------ DATA FOR THE TASK ------

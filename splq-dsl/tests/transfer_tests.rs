//! End-to-end SPL → query-DSL transfer scenarios.
//!
//! These pin the exact wire shape of the produced documents, the default
//! and clamped paging behavior, and the way the optional type catalog
//! gates transpilation.

use serde_json::json;
use splq_core::ast::FieldValueType;
use splq_dsl::{transpile, SplError, Transpiler, TypeMapping};

#[test]
fn plain_query_document_shape() {
    let dsl = transpile("a=1 AND NOT b=\"x\"").unwrap();
    assert_eq!(
        serde_json::to_value(&dsl).unwrap(),
        json!({
            "query": {
                "query_string": {
                    "query": "a_number:1 AND NOT b_string:\"x\"",
                    "default_field": "_message"
                }
            },
            "from": 0,
            "size": 10,
            "_source": [],
            "sort": [
                { "_event_time": { "order": "desc", "unmapped_type": "long" } }
            ]
        })
    );
}

#[test]
fn aggregation_document_shape() {
    let dsl = transpile("* | stats count(fieldName) by group1, group2").unwrap();
    assert_eq!(
        serde_json::to_value(dsl.aggs.unwrap()).unwrap(),
        json!({
            "group1": {
                "terms": { "field": "group1", "size": 10000 },
                "aggs": {
                    "group2": {
                        "terms": { "field": "group2", "size": 10000 },
                        "aggs": {
                            "count(fieldName)": {
                                "terms": { "field": "fieldName", "size": 10000 }
                            }
                        }
                    }
                }
            }
        })
    );
}

#[test]
fn metric_aggregation_uses_typed_field() {
    let dsl = transpile("* | stats avg(latency)").unwrap();
    assert_eq!(
        serde_json::to_value(dsl.aggs.unwrap()).unwrap(),
        json!({
            "avg(latency)": { "avg": { "field": "latency_number" } }
        })
    );
}

#[test]
fn script_fields_document_shape() {
    let dsl = transpile("* | eval newField=ceil(fieldName*(3+4))").unwrap();
    assert_eq!(
        serde_json::to_value(dsl.script_fields.unwrap()).unwrap(),
        json!({
            "newField": {
                "script": {
                    "lang": "painless",
                    "source": "Math.ceil(doc['fieldName_number'].value*(3+4))"
                }
            }
        })
    );
}

#[test]
fn explicit_sort_document_shape() {
    let dsl = transpile("* | sort by ts-, host+").unwrap();
    assert_eq!(
        serde_json::to_value(dsl.sort.unwrap()).unwrap(),
        json!([
            { "ts_string": { "order": "desc", "unmapped_type": "string" } },
            { "host_string": { "order": "asc", "unmapped_type": "string" } }
        ])
    );
}

#[test]
fn range_and_regexp_values_pass_through() {
    let dsl = transpile("lat=[10 TO 200] AND path=/api.*/").unwrap();
    assert_eq!(
        dsl.query.query_string.query,
        "lat_number:[10 TO 200] AND path_string:/api.*/"
    );
}

#[test]
fn bracketed_field_names_are_escaped() {
    let dsl = transpile("a[0]=1").unwrap();
    assert_eq!(dsl.query.query_string.query, "a\\[0\\]_number:1");
}

#[test]
fn size_defaults_and_clamping() {
    assert_eq!(transpile("*").unwrap().size, Some(10));
    assert_eq!(transpile("* | limit 500").unwrap().size, Some(500));
    assert_eq!(transpile("* | limit 20000").unwrap().size, Some(10000));
}

#[test]
fn fields_command_prefixes_system_fields() {
    let dsl = transpile("* | fields host").unwrap();
    assert_eq!(
        dsl.source,
        Some(vec![
            "_message".to_string(),
            "_event_time".to_string(),
            "host_string".to_string()
        ])
    );
}

#[test]
fn type_catalog_gates_transpilation() {
    let mut mapping = TypeMapping::new();
    mapping.insert(
        "level".to_string(),
        vec![FieldValueType::String],
    );
    mapping.insert(
        "latency".to_string(),
        vec![FieldValueType::Number, FieldValueType::Range],
    );
    let transpiler = Transpiler::new(Some(mapping));

    assert!(transpiler.transpile("level=error AND latency=[1 TO 9]").is_ok());
    assert!(matches!(
        transpiler.transpile("level=3"),
        Err(SplError::FieldType(_))
    ));
    assert!(matches!(
        transpiler.transpile("unknown=1"),
        Err(SplError::FieldType(_))
    ));
    // System fields need no catalog entry.
    assert!(transpiler.transpile("_exists_=level").is_ok());
}

#[test]
fn no_catalog_means_no_gating() {
    let transpiler = Transpiler::new(None);
    assert!(transpiler.transpile("anything=atall").is_ok());
}

#[test]
fn unsupported_commands_name_the_offender() {
    let err = transpile("* | table host").unwrap_err();
    assert!(err.to_string().contains("table"), "{err}");

    let err = transpile("* | transaction session maxopentxn=5").unwrap_err();
    assert!(err.to_string().contains("transaction"), "{err}");
}

#[test]
fn syntax_errors_surface_through_the_pipeline() {
    let err = transpile("a=").unwrap_err();
    match err {
        SplError::Syntax(syntax) => {
            assert_eq!(syntax.location.offset, 2);
            assert!(!syntax.expected.is_empty());
        }
        other => panic!("expected syntax error, got {other:?}"),
    }
}
//! Forward transpilation: AST → Elasticsearch-style query DSL.

use splq_core::ast::{AggrFunc, Ast, Command, Operation, SortOrder, Statistic};
use splq_core::constants::{
    AGGR_MAX_SIZE, DEFAULT_FIELD, DEFAULT_PAGE_SIZE, EVENT_TIME, MAX_RECORD_SIZE,
};
use splq_core::error::{CommandError, OperationError, SplError};
use splq_core::es::{
    Aggregation, AggrKind, AggrTerm, EsQuery, QueryClause, QueryString, Script, ScriptField,
    SortEntry,
};
use std::collections::BTreeMap;

use super::condition_expr;
use super::evaluation_expr;
use super::formatters::{escape, strip_brackets, typing, typing_parts};

/// Build the full DSL document for a statement.
///
/// Starts from the fixed skeleton (query string on the default field, first
/// page, no source filter) and lets each operation and command rewrite its
/// slice of the document. Defaults that depend on the final state (sort,
/// size clamp) are applied last.
pub fn resolve(ast: &Ast) -> Result<EsQuery, SplError> {
    let query = condition_expr::query_to_dsl(&ast.query)?;
    let mut dsl = EsQuery {
        query: QueryClause {
            query_string: QueryString {
                query,
                default_field: DEFAULT_FIELD.to_string(),
            },
        },
        from: Some(0),
        size: Some(DEFAULT_PAGE_SIZE),
        source: Some(Vec::new()),
        aggs: None,
        sort: None,
        script_fields: None,
    };

    // Only the first operation shapes the output; later `| stats` segments
    // parse but never replace its aggregation.
    if let Some(operation) = ast.operations.first() {
        resolve_operation(&mut dsl, operation)?;
    }
    for command in &ast.commands {
        resolve_command(&mut dsl, command)?;
    }

    if dsl.sort.is_none() {
        dsl.sort = Some(vec![SortEntry {
            field: EVENT_TIME.to_string(),
            order: SortOrder::Desc,
            unmapped_type: "long",
        }]);
    }
    if let Some(size) = dsl.size {
        if size > MAX_RECORD_SIZE {
            dsl.size = Some(MAX_RECORD_SIZE);
        }
    }
    Ok(dsl)
}

fn resolve_operation(dsl: &mut EsQuery, operation: &Operation) -> Result<(), SplError> {
    let Operation::Statistic(statistic) = operation;
    dsl.aggs = Some(build_aggregation(statistic)?);
    Ok(())
}

/// Nest group buckets around the single metric aggregation, outermost
/// group first.
fn build_aggregation(statistic: &Statistic) -> Result<Aggregation, SplError> {
    if statistic.fields.is_empty() {
        return Err(OperationError::EmptyAggregates.into());
    }
    if statistic.fields.len() > 1 {
        return Err(OperationError::MultipleAggregates {
            count: statistic.fields.len(),
        }
        .into());
    }
    let aggr = &statistic.fields[0];
    let key = match &aggr.alias {
        Some(alias) => alias.clone(),
        None => format!(
            "{}({})",
            aggr.aggr.as_str(),
            strip_brackets(&aggr.field_name)
        ),
    };
    let metric = match aggr.aggr {
        // Counting buckets by value; the document count of each bucket is
        // the answer.
        AggrFunc::Count => Aggregation {
            key,
            kind: AggrKind::Terms,
            term: AggrTerm {
                field: escape(&aggr.field_name),
                size: Some(AGGR_MAX_SIZE),
            },
            aggs: None,
        },
        func => Aggregation {
            key,
            kind: match func {
                AggrFunc::Max => AggrKind::Max,
                AggrFunc::Min => AggrKind::Min,
                AggrFunc::Sum => AggrKind::Sum,
                _ => AggrKind::Avg,
            },
            term: AggrTerm {
                field: escape(&typing(&aggr.as_field())),
                size: None,
            },
            aggs: None,
        },
    };
    let mut aggregation = metric;
    for group in statistic.group_by.iter().rev() {
        aggregation = Aggregation {
            key: strip_brackets(&group.field_name),
            kind: AggrKind::Terms,
            term: AggrTerm {
                field: escape(&group.field_name),
                size: Some(AGGR_MAX_SIZE),
            },
            aggs: Some(Box::new(aggregation)),
        };
    }
    Ok(aggregation)
}

fn resolve_command(dsl: &mut EsQuery, command: &Command) -> Result<(), SplError> {
    match command {
        Command::Fields(fields) => {
            let mut source = vec![DEFAULT_FIELD.to_string(), EVENT_TIME.to_string()];
            for field in fields {
                source.push(escape(&typing_parts(&field.field_name, field.field_type)));
            }
            dsl.source = Some(source);
        }
        Command::Limit(n) => {
            dsl.size = Some(*n);
        }
        Command::Sort(fields) => {
            let entries = fields
                .iter()
                .map(|field| SortEntry {
                    field: escape(&typing_parts(&field.field_name, field.field_type)),
                    order: field.order.unwrap_or(SortOrder::Desc),
                    unmapped_type: "string",
                })
                .collect();
            dsl.sort = Some(entries);
        }
        Command::Eval(eval) => {
            let script_field = ScriptField {
                script: Script {
                    lang: "painless",
                    source: evaluation_expr::script_source(eval),
                },
            };
            dsl.script_fields
                .get_or_insert_with(BTreeMap::new)
                .insert(eval.new_field_name.clone(), script_field);
        }
        other => {
            return Err(CommandError::Unsupported {
                command: other.name().to_string(),
            }
            .into())
        }
    }
    Ok(())
}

------

#### YOUR OBJECTIVE
Work through the entries, filtering for the string "TypeMapping", and copy each line that holds it.

#### ANSWER BOX
use splq_dsl::{transpile, SplError, Transpiler, TypeMapping};
    let mut mapping = TypeMapping::new();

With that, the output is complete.